Bigfix Agent Hung State - Cause: Disk Corruption

(imported topic written by SystemAdmin)

Over the course of time we have experienced Bigfix client services in the “started” state, but the logs stop at a certain point in time. We then try to restart the service and the restart of the service fails. A reboot usually fixes the problem temporarily but we have found something interesting. On about 20 occasions we notice that each time the Bigfix agent hangs like this there is some sort of disk corruption. Is there any way Bigfix can identify this and work around it (Maybe Helper Service)? The problem is, the machines stop reporting in, and we delete them from Bigfix. We only hear about them after they become problems on the network. The permanent fix is to run chkdsk c: /F /R on these machines.

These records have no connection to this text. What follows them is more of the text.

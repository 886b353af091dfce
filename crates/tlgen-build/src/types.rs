use crate::{
    BuildError, CodeBuilder,
    fragment::{self, self_place, value_place},
    ident,
};
use proc_macro2::{Ident, TokenStream};
use quote::quote;
use tlgen_core::{BaseType, MessageShape};
use tracing::debug;

pub fn generate(b: &CodeBuilder<'_>) -> Result<TokenStream, BuildError> {
    let mut tokens = quote!();
    for base in &b.generated.types.base_types {
        tokens.extend(base_type(b, base)?);
    }

    Ok(tokens)
}

/// `TL_<PREDICATE>`
pub fn tag_constant(shape: &MessageShape) -> Result<Ident, BuildError> {
    ident::constant(&format!("tl_{}", shape.predicate))
}

// base_type
// one struct for the whole union; the tag field picks the active constructor
fn base_type(b: &CodeBuilder<'_>, base: &BaseType) -> Result<TokenStream, BuildError> {
    let name = ident::type_name(&base.name)?;
    let wire = &b.paths.wire;
    let tag = ident::field(ident::TAG_FIELD)?;

    let members = ident::members(
        &base.name,
        base.fields.iter().map(|f| f.name.as_str()),
        &[ident::TAG_FIELD],
    )?;

    let mut fields = quote!();
    for (field, member) in base.fields.iter().zip(members) {
        let ty = b.field_type(&field.ty)?;
        fields.extend(quote!(pub #member: #ty,));
    }

    let mut consts = quote!();
    let mut encode_arms = quote!();
    let mut decode_arms = quote!();
    for shape in &base.constructors {
        let c = tag_constant(shape)?;
        let id = shape.id;
        let line = &shape.line;
        consts.extend(quote! {
            #[doc = #line]
            pub const #c: u32 = #id;
        });

        let encode = fragment::encode(b, &shape.encode, &self_place)?;
        encode_arms.extend(quote! {
            #c => {
                x.uint(#c);
                #encode
            }
        });

        let decode = fragment::decode(&shape.decode, &value_place)?;
        decode_arms.extend(quote! {
            #c => {
                #decode
            }
        });
    }

    debug!(
        base_type = %base.name,
        fields = base.fields.len(),
        constructors = base.constructors.len(),
        "rendered base type"
    );

    Ok(quote! {
        #consts

        #[derive(Clone, Debug, Default, PartialEq)]
        pub struct #name {
            pub #tag: u32,
            #fields
        }

        impl #wire::TlObject for #name {
            fn encode(&self, x: &mut #wire::Encoder) -> ::core::result::Result<(), #wire::WireError> {
                match self.#tag {
                    #encode_arms
                    other => {
                        return ::core::result::Result::Err(#wire::WireError::UnknownConstructor(other));
                    }
                }

                ::core::result::Result::Ok(())
            }

            fn decode(x: &mut #wire::Decoder<'_>) -> ::core::result::Result<Self, #wire::WireError> {
                let #tag = x.uint()?;
                let mut value = Self {
                    #tag,
                    ..::core::default::Default::default()
                };

                match #tag {
                    #decode_arms
                    other => {
                        return ::core::result::Result::Err(#wire::WireError::UnknownConstructor(other));
                    }
                }

                ::core::result::Result::Ok(value)
            }
        }
    })
}
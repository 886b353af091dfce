use crate::{BOOL_FALSE, BOOL_TRUE, TlObject, VECTOR_TAG, WireError};

///
/// Decoder
///
/// Cursor over a borrowed input buffer. Nested objects share the cursor and
/// nothing else.
///

#[derive(Clone, Debug)]
pub struct Decoder<'a> {
    buf: &'a [u8],
    pos: usize,
}

impl<'a> Decoder<'a> {
    #[must_use]
    pub const fn new(buf: &'a [u8]) -> Self {
        Self { buf, pos: 0 }
    }

    #[must_use]
    pub const fn position(&self) -> usize {
        self.pos
    }

    #[must_use]
    pub const fn remaining(&self) -> usize {
        self.buf.len() - self.pos
    }

    /// Fail if any input is left unread.
    pub const fn finish(&self) -> Result<(), WireError> {
        match self.remaining() {
            0 => Ok(()),
            remaining => Err(WireError::TrailingBytes { remaining }),
        }
    }

    fn take(&mut self, need: usize) -> Result<&'a [u8], WireError> {
        let remaining = self.remaining();
        if need > remaining {
            return Err(WireError::UnexpectedEof { need, remaining });
        }

        let slice = &self.buf[self.pos..self.pos + need];
        self.pos += need;

        Ok(slice)
    }

    fn array<const N: usize>(&mut self) -> Result<[u8; N], WireError> {
        let mut out = [0u8; N];
        out.copy_from_slice(self.take(N)?);

        Ok(out)
    }

    //
    // scalars
    //

    pub fn int(&mut self) -> Result<i32, WireError> {
        Ok(i32::from_le_bytes(self.array()?))
    }

    pub fn uint(&mut self) -> Result<u32, WireError> {
        Ok(u32::from_le_bytes(self.array()?))
    }

    pub fn long(&mut self) -> Result<i64, WireError> {
        Ok(i64::from_le_bytes(self.array()?))
    }

    pub fn double(&mut self) -> Result<f64, WireError> {
        Ok(f64::from_le_bytes(self.array()?))
    }

    pub fn bool(&mut self) -> Result<bool, WireError> {
        match self.uint()? {
            BOOL_TRUE => Ok(true),
            BOOL_FALSE => Ok(false),
            other => Err(WireError::InvalidBool(other)),
        }
    }

    //
    // length-prefixed
    //

    pub fn bytes(&mut self) -> Result<Vec<u8>, WireError> {
        let first = self.take(1)?[0];
        let (header, len) = if first < 254 {
            (1, usize::from(first))
        } else {
            let b = self.take(3)?;
            (4, usize::from(b[0]) | usize::from(b[1]) << 8 | usize::from(b[2]) << 16)
        };

        let data = self.take(len)?.to_vec();
        let padding = (4 - (header + len) % 4) % 4;
        self.take(padding)?;

        Ok(data)
    }

    pub fn string(&mut self) -> Result<String, WireError> {
        String::from_utf8(self.bytes()?).map_err(|_| WireError::InvalidUtf8)
    }

    /// Element count ahead of a vector body.
    ///
    /// Every element occupies at least one byte, so a count larger than the
    /// remaining input is rejected before anything is allocated.
    pub fn count(&mut self) -> Result<usize, WireError> {
        let count = self.int()?;
        let len = usize::try_from(count).map_err(|_| WireError::NegativeLength(count))?;

        let remaining = self.remaining();
        if len > remaining {
            return Err(WireError::UnexpectedEof {
                need: len,
                remaining,
            });
        }

        Ok(len)
    }

    pub fn expect_vector_tag(&mut self) -> Result<(), WireError> {
        self.expect_tag(VECTOR_TAG)
    }

    pub fn expect_tag(&mut self, expected: u32) -> Result<(), WireError> {
        let found = self.uint()?;
        if found == expected {
            Ok(())
        } else {
            Err(WireError::UnexpectedTag { expected, found })
        }
    }

    //
    // vectors of primitives
    //

    fn vector<T>(
        &mut self,
        mut read: impl FnMut(&mut Self) -> Result<T, WireError>,
    ) -> Result<Vec<T>, WireError> {
        let len = self.count()?;
        let mut items = Vec::with_capacity(len);
        for _ in 0..len {
            items.push(read(&mut *self)?);
        }

        Ok(items)
    }

    pub fn vector_int(&mut self) -> Result<Vec<i32>, WireError> {
        self.vector(Self::int)
    }

    pub fn vector_long(&mut self) -> Result<Vec<i64>, WireError> {
        self.vector(Self::long)
    }

    pub fn vector_double(&mut self) -> Result<Vec<f64>, WireError> {
        self.vector(Self::double)
    }

    pub fn vector_bool(&mut self) -> Result<Vec<bool>, WireError> {
        self.vector(Self::bool)
    }

    pub fn vector_bytes(&mut self) -> Result<Vec<Vec<u8>>, WireError> {
        self.vector(Self::bytes)
    }

    pub fn vector_string(&mut self) -> Result<Vec<String>, WireError> {
        self.vector(Self::string)
    }

    //
    // nested objects
    //

    pub fn object<T: TlObject>(&mut self) -> Result<T, WireError> {
        T::decode(self)
    }

    pub fn objects<T: TlObject>(&mut self) -> Result<Vec<T>, WireError> {
        self.vector(T::decode)
    }
}

///
/// TESTS
///
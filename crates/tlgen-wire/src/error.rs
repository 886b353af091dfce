use thiserror::Error as ThisError;

///
/// WireError
///

#[derive(Clone, Debug, Eq, PartialEq, ThisError)]
pub enum WireError {
    #[error("unexpected end of input: need {need} bytes, {remaining} remaining")]
    UnexpectedEof { need: usize, remaining: usize },

    #[error("{remaining} trailing bytes after decoded object")]
    TrailingBytes { remaining: usize },

    #[error("invalid Bool tag {0:#010x}")]
    InvalidBool(u32),

    #[error("string is not valid utf-8")]
    InvalidUtf8,

    #[error("expected tag {expected:#010x}, found {found:#010x}")]
    UnexpectedTag { expected: u32, found: u32 },

    #[error("unknown constructor {0:#010x}")]
    UnknownConstructor(u32),

    #[error("required field '{0}' is not set")]
    MissingField(&'static str),

    #[error("negative length {0}")]
    NegativeLength(i32),

    #[error("length {len} exceeds limit {max}")]
    TooLong { len: usize, max: usize },
}
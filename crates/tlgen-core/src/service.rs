//! Service Aggregator.

use crate::{
    codec::CodecGen,
    config::GeneratorConfig,
    error::{ErrorKind, GenerateError},
    fragment::{Decode, Element, Encode},
    ident::{message_name, vector_wrapper_name},
    ir::{FieldRef, FunctionTree, MessageShape, Method, ResponseType, Service, VectorWrapper},
    map::{FieldType, map},
};
use indexmap::IndexMap;
use tlgen_schema::{node::Function, types::Type};
use tracing::debug;

/// Field name of every vector wrapper's single field.
pub const WRAPPER_FIELD: &str = "items";

///
/// ServiceAggregator
///
/// Groups methods by namespace. Services and wrappers keep the order in which
/// they were first needed.
///

pub struct ServiceAggregator<'a> {
    config: &'a GeneratorConfig,
    services: IndexMap<String, Vec<Method>>,
    wrappers: IndexMap<String, VectorWrapper>,
}

impl<'a> ServiceAggregator<'a> {
    #[must_use]
    pub fn new(config: &'a GeneratorConfig) -> Self {
        Self {
            config,
            services: IndexMap::new(),
            wrappers: IndexMap::new(),
        }
    }

    pub fn add(&mut self, function: &Function) -> Result<(), GenerateError> {
        if self.config.is_ignored(&function.method) {
            debug!(method = %function.method, "skipping ignored method");
            return Ok(());
        }

        let request = request(function, self.config)?;
        let response = self
            .response(&function.result)
            .map_err(|kind| kind.at(function.source_line()))?;

        self.services
            .entry(function.namespace().to_string())
            .or_default()
            .push(Method { request, response });

        Ok(())
    }

    #[must_use]
    pub fn finish(self) -> FunctionTree {
        let services = self
            .services
            .into_iter()
            .map(|(name, methods)| {
                debug!(service = %name, methods = methods.len(), "aggregated service");
                Service { name, methods }
            })
            .collect();

        FunctionTree {
            services,
            vector_wrappers: self.wrappers.into_values().collect(),
        }
    }

    fn response(&mut self, result: &Type) -> Result<ResponseType, ErrorKind> {
        match result {
            Type::BuiltinVector(elem) | Type::GenericVector(elem) => {
                let element = Element::from_type(elem)?;
                let element_name = element_name(elem, &element);
                let name = vector_wrapper_name(&element_name);

                if !self.wrappers.contains_key(&name) {
                    debug!(wrapper = %name, "synthesized vector wrapper");
                    self.wrappers
                        .insert(name.clone(), wrapper(&name, element_name, element));
                }

                Ok(ResponseType::Wrapper(name))
            }
            Type::NamedTypeRef(name) | Type::ConstructorRef(name) => {
                Ok(ResponseType::Named(message_name(name)))
            }
            Type::FlagsMarker | Type::OptionalField { .. } | Type::True => {
                Err(ErrorKind::UnmappedType {
                    ty: result.to_string(),
                })
            }
            scalar => Ok(ResponseType::Named(message_name(&scalar.to_string()))),
        }
    }
}

// request
// one field per materialized parameter, numbered by its own ordinal
fn request(function: &Function, config: &GeneratorConfig) -> Result<MessageShape, GenerateError> {
    let line = function.source_line();
    let names: Vec<String> = function.params.iter().map(|p| p.name.clone()).collect();

    let mut fields = Vec::new();
    for param in &function.params {
        if let Some(ty) = map(&param.ty).map_err(|kind| kind.at(line.clone()))? {
            fields.push(FieldRef {
                index: fields.len(),
                name: param.name.clone(),
                ty,
            });
        }
    }

    let (encode, decode) = CodecGen::new(&function.params, &names, config.flag_bits)
        .fragments()
        .map_err(|kind| kind.at(line.clone()))?;

    Ok(MessageShape {
        predicate: message_name(&function.method),
        id: function.id,
        fields,
        encode,
        decode,
        line,
    })
}

fn element_name(elem: &Type, element: &Element) -> String {
    match element {
        Element::Nested(target) => target.name().to_string(),
        Element::Scalar(_) | Element::Blob(_) => message_name(&elem.to_string()),
    }
}

fn wrapper(name: &str, element_name: String, element: Element) -> VectorWrapper {
    VectorWrapper {
        name: name.to_string(),
        element_name,
        field: FieldRef {
            index: 0,
            name: WRAPPER_FIELD.to_string(),
            ty: FieldType::Seq(Box::new(element.field_type())),
        },
        encode: Encode::Sequence {
            field: WRAPPER_FIELD.to_string(),
            element: element.clone(),
            tagged: true,
        },
        decode: Decode::Sequence {
            field: WRAPPER_FIELD.to_string(),
            element,
            tagged: true,
        },
    }
}

///
/// TESTS
///
//! Lowers codec fragments to Rust statements.
//!
//! Encoders run with `x: &mut Encoder` and read fields through `self`;
//! decoders run with `x: &mut Decoder` and assign into a local `value`.
//! Both reach a field through a [`Place`].

use crate::{BuildError, CodeBuilder, ident};
use proc_macro2::{Ident, TokenStream};
use quote::{format_ident, quote};
use tlgen_core::fragment::{Blob, Decode, Element, Encode, Presence, Scalar};

/// Expression naming a field of the value being encoded or decoded.
pub type Place<'p> = &'p dyn Fn(&str) -> Result<TokenStream, BuildError>;

/// `self.<field>`
pub fn self_place(field: &str) -> Result<TokenStream, BuildError> {
    let member = ident::member(field)?;
    Ok(quote!(self.#member))
}

/// `value.<field>`
pub fn value_place(field: &str) -> Result<TokenStream, BuildError> {
    let member = ident::member(field)?;
    Ok(quote!(value.#member))
}

pub fn encode(b: &CodeBuilder<'_>, fragments: &[Encode], place: Place<'_>) -> Result<TokenStream, BuildError> {
    let mut tokens = quote!();
    for fragment in fragments {
        tokens.extend(encode_one(b, fragment, place)?);
    }

    Ok(tokens)
}

pub fn decode(fragments: &[Decode], place: Place<'_>) -> Result<TokenStream, BuildError> {
    let mut tokens = quote!();

    // the flags word lives for the whole message
    if fragments
        .iter()
        .any(|f| matches!(f, Decode::Flags | Decode::Conditional { .. }))
    {
        tokens.extend(quote!(let mut flags: u32 = 0;));
    }

    for fragment in fragments {
        tokens.extend(decode_one(fragment, place)?);
    }

    Ok(tokens)
}

fn encode_one(b: &CodeBuilder<'_>, fragment: &Encode, place: Place<'_>) -> Result<TokenStream, BuildError> {
    let tokens = match fragment {
        Encode::Scalar { field, scalar } => {
            let at = place(field)?;
            let method = scalar_method(*scalar);
            quote!(x.#method(#at);)
        }
        Encode::Blob { field, blob } => {
            let at = place(field)?;
            let method = blob_method(*blob);
            quote!(x.#method(&#at)?;)
        }
        Encode::Flags { bits } => {
            let mut sets = quote!();
            for bit in bits {
                let present = presence(bit.presence, &place(&bit.field)?);
                let n = bit.bit;
                sets.extend(quote!(if #present { flags |= 1u32 << #n; }));
            }
            quote!({
                let mut flags: u32 = 0;
                #sets
                x.uint(flags);
            })
        }
        Encode::Conditional {
            field,
            presence: test,
            inner,
            ..
        } => match inner {
            // bit-only; the flags word already carries it
            None => quote!(),
            Some(inner) => {
                let present = presence(*test, &place(field)?);
                let inner = encode_one(b, inner, place)?;
                quote!(if #present { #inner })
            }
        },
        Encode::Sequence {
            field,
            element,
            tagged,
        } => {
            let at = place(field)?;
            let tag = tagged.then(|| quote!(x.vector_tag();));
            let method = sequence_method(element);
            quote!(#tag x.#method(&#at)?;)
        }
        Encode::Nested { field, .. } => {
            let at = place(field)?;
            let wire = &b.paths.wire;
            quote! {
                match &#at {
                    ::core::option::Option::Some(v) => x.object(&**v)?,
                    ::core::option::Option::None => {
                        return ::core::result::Result::Err(#wire::WireError::MissingField(#field));
                    }
                }
            }
        }
    };

    Ok(tokens)
}

fn decode_one(fragment: &Decode, place: Place<'_>) -> Result<TokenStream, BuildError> {
    let tokens = match fragment {
        Decode::Scalar { field, scalar } => {
            let at = place(field)?;
            let method = scalar_method(*scalar);
            quote!(#at = x.#method()?;)
        }
        Decode::Blob { field, blob } => {
            let at = place(field)?;
            let method = blob_method(*blob);
            quote!(#at = x.#method()?;)
        }
        Decode::Flags => quote!(flags = x.uint()?;),
        Decode::Conditional { field, bit, inner } => {
            let body = match inner {
                Some(inner) => decode_one(inner, place)?,
                None => {
                    let at = place(field)?;
                    quote!(#at = true;)
                }
            };
            quote!(if flags & (1u32 << #bit) != 0 { #body })
        }
        Decode::Sequence {
            field,
            element,
            tagged,
        } => {
            let at = place(field)?;
            let tag = tagged.then(|| quote!(x.expect_vector_tag()?;));
            let method = sequence_method(element);
            quote!(#tag #at = x.#method()?;)
        }
        Decode::Nested { field, .. } => {
            let at = place(field)?;
            quote!(#at = ::core::option::Option::Some(::std::boxed::Box::new(x.object()?));)
        }
    };

    Ok(tokens)
}

fn presence(test: Presence, at: &TokenStream) -> TokenStream {
    match test {
        Presence::IsTrue => quote!(#at),
        Presence::NonZero => quote!(#at != ::core::default::Default::default()),
        Presence::NonEmpty => quote!(!#at.is_empty()),
        Presence::IsSet => quote!(#at.is_some()),
    }
}

fn scalar_method(scalar: Scalar) -> Ident {
    match scalar {
        Scalar::Bool => format_ident!("bool"),
        Scalar::Int => format_ident!("int"),
        Scalar::Long => format_ident!("long"),
        Scalar::Double => format_ident!("double"),
    }
}

fn blob_method(blob: Blob) -> Ident {
    match blob {
        Blob::Bytes => format_ident!("bytes"),
        Blob::Text => format_ident!("string"),
    }
}

fn sequence_method(element: &Element) -> Ident {
    match element {
        Element::Scalar(scalar) => format_ident!("vector_{}", scalar_method(*scalar)),
        Element::Blob(blob) => format_ident!("vector_{}", blob_method(*blob)),
        Element::Nested(_) => format_ident!("objects"),
    }
}

///
/// TESTS
///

Here a slice of what we normally see on machines where this is happening, after running chkdsk in analysis mode:

5030 data files processed.

Correcting errors in the Volume Bitmap.

Windows found problems with the file system.

Run CHKDSK with the /F (fix) option to correct these.

(imported comment written by BenKus)

Hey Kevin,

That sounds very bad if the computers are experiencing disk corruption… The BigFix Agent tries to tolerate errors as much as possible, but it does have a fundamental assumption that the disk system is functional… I don’t think I have heard about issues like this at other customers, do you know if maybe you guys had some defective HD models?

Also, what version are you running? There was a known and rare issue in the Windows file system that sometimes broke our agent and we worked around this in 7.2 agents (Microsoft has confirmed but hasn’t fixed the issue).

To answer your question, we do have a helper service that you can deploy through the BigFix Support Fixlet site called “Install BES Client Helper Service”:

"This task will install the BES Client Helper Service on the selected computers.

The BES Client Helper Service will periodically check on the BES Client service and attempt to restart it if the service is stopped. It will also attempt to perform a number of troubleshooting steps if the service in not starting up correctly.

The default behavior for the BES Client Helper Service will be to check the status of the BES Client once a day."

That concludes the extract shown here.